In Calliope your chapter isn’t a flat string — it’s a rich document. Two things are woven into it that a plain block of text doesn’t carry:

  • Mentions — the anchors that link spans of prose to Map facts.
  • Marginaliasnippets anchored to specific paragraphs.

When you overwrite prose as plain text or Markdown, those anchors can’t all survive the trip:

  • editing a paragraph’s text drops its mention anchors (the Map links on that paragraph);
  • rewriting or removing a paragraph drops the marginalia anchored to it.

Calliope never does this silently. It preserves what it can, and it tells you exactly what it couldn’t.

The two prose endpoints

There are two ways to write prose, and choosing the right one is most of using this safely.

Prefer: PATCH …/paragraphs/{blockId} — surgical, anchor-safe

Updating a single paragraph by its block id keeps that paragraph’s identity, so its marginalia survive by construction.

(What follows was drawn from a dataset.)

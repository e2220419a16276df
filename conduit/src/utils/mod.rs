pub(crate) mod env;
mod slab;

pub(crate) use slab::Slab;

This is the right tool for targeted edits — fix one line, normalise one paragraph — and it’s the one to reach for first.

Get block ids by reading the chapter as a document:

# Read the chapter with paragraph ids
curl "https://app.writecalliope.ink/api/v1/chapters/CHAPTER_ID?format=doc" \
  -H "Authorization: Bearer cal_your_key"

# Edit exactly one paragraph, keeping its id (marginalia stay put)
curl -X PATCH https://app.writecalliope.ink/api/v1/chapters/CHAPTER_ID/paragraphs/BLOCK_ID \
  -H "Authorization: Bearer cal_your_key" \
  -H "Content-Type: text/markdown" \
  --data 'The rewritten paragraph text.'

Whole chapter: PUT …/chapters/{id}/prose

To replace an entire chapter — a full round-trip back from another editor — use the prose endpoint. It accepts text/markdown (the default), or JSON with {markdown}, or {doc} for a native Calliope document.

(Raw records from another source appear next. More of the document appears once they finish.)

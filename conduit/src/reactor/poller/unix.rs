//! Thin `libc` wrappers for sockets and host introspection.
//!
//! Every function returns `io::Result` built from `errno`; none of them
//! retries on `EINTR` or `EAGAIN`, callers decide what those mean.

use libc::{
    AF_INET, AF_INET6, F_GETFL, F_SETFL, IPPROTO_IPV6, IPPROTO_TCP, IPV6_V6ONLY, O_NONBLOCK,
    SHUT_RD, SHUT_RDWR, SHUT_WR, SO_REUSEADDR, SOCK_STREAM, SOL_SOCKET, TCP_NODELAY, accept,
    bind, c_int, fcntl, getsockname, listen, recv, send, setsockopt, shutdown,
    sockaddr, sockaddr_in, sockaddr_in6, sockaddr_storage, socket, socklen_t,
};
use std::net::{Ipv4Addr, Ipv6Addr, Shutdown, SocketAddr, SocketAddrV4, SocketAddrV6};
use std::os::fd::{AsRawFd, FromRawFd, OwnedFd, RawFd};
use std::{io, mem};

#[cfg(target_os = "linux")]
const SEND_FLAGS: c_int = libc::MSG_NOSIGNAL;

#[cfg(not(target_os = "linux"))]
const SEND_FLAGS: c_int = 0;

/// Converts a libc return code into an `io::Result`.
fn cvt(rc: isize) -> io::Result<usize> {
    if rc < 0 {
        Err(io::Error::last_os_error())
    } else {
        Ok(rc as usize)
    }
}

/// Reads from a socket into `buffer`. `Ok(0)` is end of stream.
pub(crate) fn sys_read(fd: RawFd, buffer: &mut [u8]) -> io::Result<usize> {
    cvt(unsafe { recv(fd, buffer.as_mut_ptr() as *mut _, buffer.len(), 0) })
}

/// Sends `buffer` on a socket without raising `SIGPIPE` where supported.
pub(crate) fn sys_send(fd: RawFd, buffer: &[u8]) -> io::Result<usize> {
    cvt(unsafe { send(fd, buffer.as_ptr() as *const _, buffer.len(), SEND_FLAGS) })
}

/// Switches a descriptor between blocking and non-blocking mode.
pub(crate) fn sys_set_nonblocking(fd: RawFd, nonblocking: bool) -> io::Result<()> {
    let flags = unsafe { fcntl(fd, F_GETFL) };
    if flags < 0 {
        return Err(io::Error::last_os_error());
    }

    let flags = if nonblocking {
        flags | O_NONBLOCK
    } else {
        flags & !O_NONBLOCK
    };

    if unsafe { fcntl(fd, F_SETFL, flags) } < 0 {
        return Err(io::Error::last_os_error());
    }

    Ok(())
}

/// Creates a non-blocking stream socket for `domain`.
pub(crate) fn sys_socket(domain: c_int) -> io::Result<OwnedFd> {
    let fd = unsafe { socket(domain, SOCK_STREAM, 0) };
    if fd < 0 {
        return Err(io::Error::last_os_error());
    }

    let fd = unsafe { OwnedFd::from_raw_fd(fd) };
    sys_set_nonblocking(fd.as_raw_fd(), true)?;

    Ok(fd)
}

/// Creates a non-blocking listening socket bound to `address`.
///
/// The socket has `SO_REUSEADDR` set and, for IPv6 addresses, accepts
/// IPv4-mapped peers as well.
pub(crate) fn sys_listen_on(address: SocketAddr, backlog: u32) -> io::Result<OwnedFd> {
    let (storage, len) = socketaddr_to_storage(&address);
    let domain = storage.ss_family as c_int;

    let fd = sys_socket(domain)?;
    let raw = fd.as_raw_fd();

    sys_set_option(raw, SOL_SOCKET, SO_REUSEADDR, 1)?;
    if domain == AF_INET6 {
        sys_set_option(raw, IPPROTO_IPV6, IPV6_V6ONLY, 0)?;
    }

    if unsafe { bind(raw, &storage as *const _ as *const sockaddr, len) } < 0 {
        return Err(io::Error::last_os_error());
    }

    let backlog = backlog.min(c_int::MAX as u32) as c_int;
    if unsafe { listen(raw, backlog) } < 0 {
        return Err(io::Error::last_os_error());
    }

    Ok(fd)
}

/// Accepts one pending connection.
///
/// The returned socket is non-blocking with `TCP_NODELAY` set.
pub(crate) fn sys_accept(fd: RawFd) -> io::Result<(OwnedFd, SocketAddr)> {
    let mut storage: sockaddr_storage = unsafe { mem::zeroed() };
    let mut len = mem::size_of::<sockaddr_storage>() as socklen_t;

    let client = unsafe { accept(fd, &mut storage as *mut _ as *mut sockaddr, &mut len) };
    if client < 0 {
        return Err(io::Error::last_os_error());
    }

    let client = unsafe { OwnedFd::from_raw_fd(client) };
    sys_set_nonblocking(client.as_raw_fd(), true)?;
    sys_set_option(client.as_raw_fd(), IPPROTO_TCP, TCP_NODELAY, 1)?;

    let peer = sockaddr_storage_to_socketaddr(&storage)?;

    Ok((client, peer))
}

/// Returns the local address of a socket.
pub(crate) fn sys_sockname(fd: RawFd) -> io::Result<SocketAddr> {
    let mut storage: sockaddr_storage = unsafe { mem::zeroed() };
    let mut len = mem::size_of::<sockaddr_storage>() as socklen_t;

    if unsafe { getsockname(fd, &mut storage as *mut _ as *mut sockaddr, &mut len) } < 0 {
        return Err(io::Error::last_os_error());
    }

    sockaddr_storage_to_socketaddr(&storage)
}

/// Shuts down one or both directions of a socket.
pub(crate) fn sys_shutdown(fd: RawFd, how: Shutdown) -> io::Result<()> {
    let how = match how {
        Shutdown::Read => SHUT_RD,
        Shutdown::Write => SHUT_WR,
        Shutdown::Both => SHUT_RDWR,
    };

    if unsafe { shutdown(fd, how) } < 0 {
        return Err(io::Error::last_os_error());
    }
    Ok(())
}

/// Sets an integer socket option.
fn sys_set_option(fd: RawFd, level: c_int, name: c_int, value: c_int) -> io::Result<()> {
    let rc = unsafe {
        setsockopt(
            fd,
            level,
            name,
            &value as *const c_int as *const _,
            mem::size_of::<c_int>() as socklen_t,
        )
    };

    if rc < 0 {
        return Err(io::Error::last_os_error());
    }
    Ok(())
}

/// Number of online CPUs.
pub(crate) fn sys_cpu_count() -> Option<usize> {
    let n = unsafe { libc::sysconf(libc::_SC_NPROCESSORS_ONLN) };
    (n > 0).then_some(n as usize)
}

/// Total physical memory in bytes.
pub(crate) fn sys_physical_memory() -> Option<u64> {
    let pages = unsafe { libc::sysconf(libc::_SC_PHYS_PAGES) };
    let page_size = unsafe { libc::sysconf(libc::_SC_PAGESIZE) };

    if pages <= 0 || page_size <= 0 {
        return None;
    }

    (pages as u64).checked_mul(page_size as u64)
}

/// Converts a `sockaddr_storage` to a Rust `SocketAddr`.
fn sockaddr_storage_to_socketaddr(storage: &sockaddr_storage) -> io::Result<SocketAddr> {
    match storage.ss_family as c_int {
        AF_INET => {
            let addr = unsafe { &*(storage as *const _ as *const sockaddr_in) };
            let ip = Ipv4Addr::from(u32::from_be(addr.sin_addr.s_addr));
            let port = u16::from_be(addr.sin_port);

            Ok(SocketAddr::V4(SocketAddrV4::new(ip, port)))
        }

        AF_INET6 => {
            let addr = unsafe { &*(storage as *const _ as *const sockaddr_in6) };
            let ip = Ipv6Addr::from(addr.sin6_addr.s6_addr);
            let port = u16::from_be(addr.sin6_port);

            Ok(SocketAddr::V6(SocketAddrV6::new(
                ip,
                port,
                addr.sin6_flowinfo,
                addr.sin6_scope_id,
            )))
        }

        _ => Err(io::Error::new(
            io::ErrorKind::InvalidData,
            "unsupported address family",
        )),
    }
}

/// Converts a `SocketAddr` to a `sockaddr_storage`.
fn socketaddr_to_storage(addr: &SocketAddr) -> (sockaddr_storage, socklen_t) {
    let mut storage: sockaddr_storage = unsafe { mem::zeroed() };

    match addr {
        SocketAddr::V4(v4) => {
            let sa = unsafe { &mut *(&mut storage as *mut _ as *mut sockaddr_in) };
            sa.sin_family = AF_INET as _;
            sa.sin_port = v4.port().to_be();
            sa.sin_addr.s_addr = u32::from(*v4.ip()).to_be();

            (storage, mem::size_of::<sockaddr_in>() as socklen_t)
        }

        SocketAddr::V6(v6) => {
            let sa = unsafe { &mut *(&mut storage as *mut _ as *mut sockaddr_in6) };
            sa.sin6_family = AF_INET6 as _;
            sa.sin6_port = v6.port().to_be();
            sa.sin6_addr.s6_addr = v6.ip().octets();
            sa.sin6_flowinfo = v6.flowinfo();
            sa.sin6_scope_id = v6.scope_id();

            (storage, mem::size_of::<sockaddr_in6>() as socklen_t)
        }
    }
}

#[cfg(test)]
mod tests {
    use super::*;
    use std::io::{Read, Write};
    use std::net::TcpStream;

    #[test]
    fn listener_accepts_and_exchanges_bytes() {
        let listener = sys_listen_on("127.0.0.1:0".parse().unwrap(), 16).unwrap();
        let local = sys_sockname(listener.as_raw_fd()).unwrap();
        assert_ne!(local.port(), 0);

        let mut client = TcpStream::connect(local).unwrap();

        let (server, peer) = loop {
            match sys_accept(listener.as_raw_fd()) {
                Ok(accepted) => break accepted,
                Err(e) if e.kind() == io::ErrorKind::WouldBlock => std::thread::yield_now(),
                Err(e) => panic!("accept failed: {e}"),
            }
        };
        assert_eq!(peer, client.local_addr().unwrap());

        assert_eq!(sys_send(server.as_raw_fd(), b"hello").unwrap(), 5);
        let mut buf = [0u8; 5];
        client.read_exact(&mut buf).unwrap();
        assert_eq!(&buf, b"hello");

        client.write_all(b"x").unwrap();
        client.shutdown(Shutdown::Write).unwrap();

        sys_set_nonblocking(server.as_raw_fd(), false).unwrap();
        let mut buf = [0u8; 8];
        assert_eq!(sys_read(server.as_raw_fd(), &mut buf).unwrap(), 1);
        assert_eq!(sys_read(server.as_raw_fd(), &mut buf).unwrap(), 0);
    }

    #[test]
    fn host_introspection_reports_something() {
        assert!(sys_cpu_count().unwrap_or(1) >= 1);
        assert!(sys_physical_memory().unwrap_or(1) > 0);
    }
}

Calliope reconciles block ids across the write: paragraphs it can match are kept, so their marginalia are preserved; genuinely rewritten or removed paragraphs lose their anchors. Passing a native {doc} with block ids intact preserves the most.

curl -X PUT https://app.writecalliope.ink/api/v1/chapters/CHAPTER_ID/prose \
  -H "Authorization: Bearer cal_your_key" \
  -H "Content-Type: text/markdown" \
  --data-binary @chapter.md

Every prose write reports mentionsDropped

You never have to guess what a write cost. Every prose response reports mentionsDropped — the map anchors that couldn’t survive the edit — alongside the new wordCount and block info. It’s never silent.

To put the Map anchors back after a prose write, re-run detection on the chapter:

# Re-anchor the map (this is an AI call — it spends credits)
curl -X POST https://app.writecalliope.ink/api/v1/chapters/CHAPTER_ID/detect \
  -H "Authorization: Bearer cal_your_key"

Rules of thumb

  • Editing part of a chapter? Use PATCH …/paragraphs/{blockId}. Marginalia survive.
  • Replacing a whole chapter? Use PUT …/prose, and prefer a native {doc} with block ids if you have one.
  • After any prose write, check mentionsDropped, and re-run POST …/detect if you need the Map re-anchored (it spends credits).
  • Remember what this is for — your own scripts and transforms. If what you want is an AI writing your book, Calliope isn’t that product, on purpose.

Prose writes are a write-tier operation, so they need an active subscription. The exact request and response shapes are in the endpoint reference.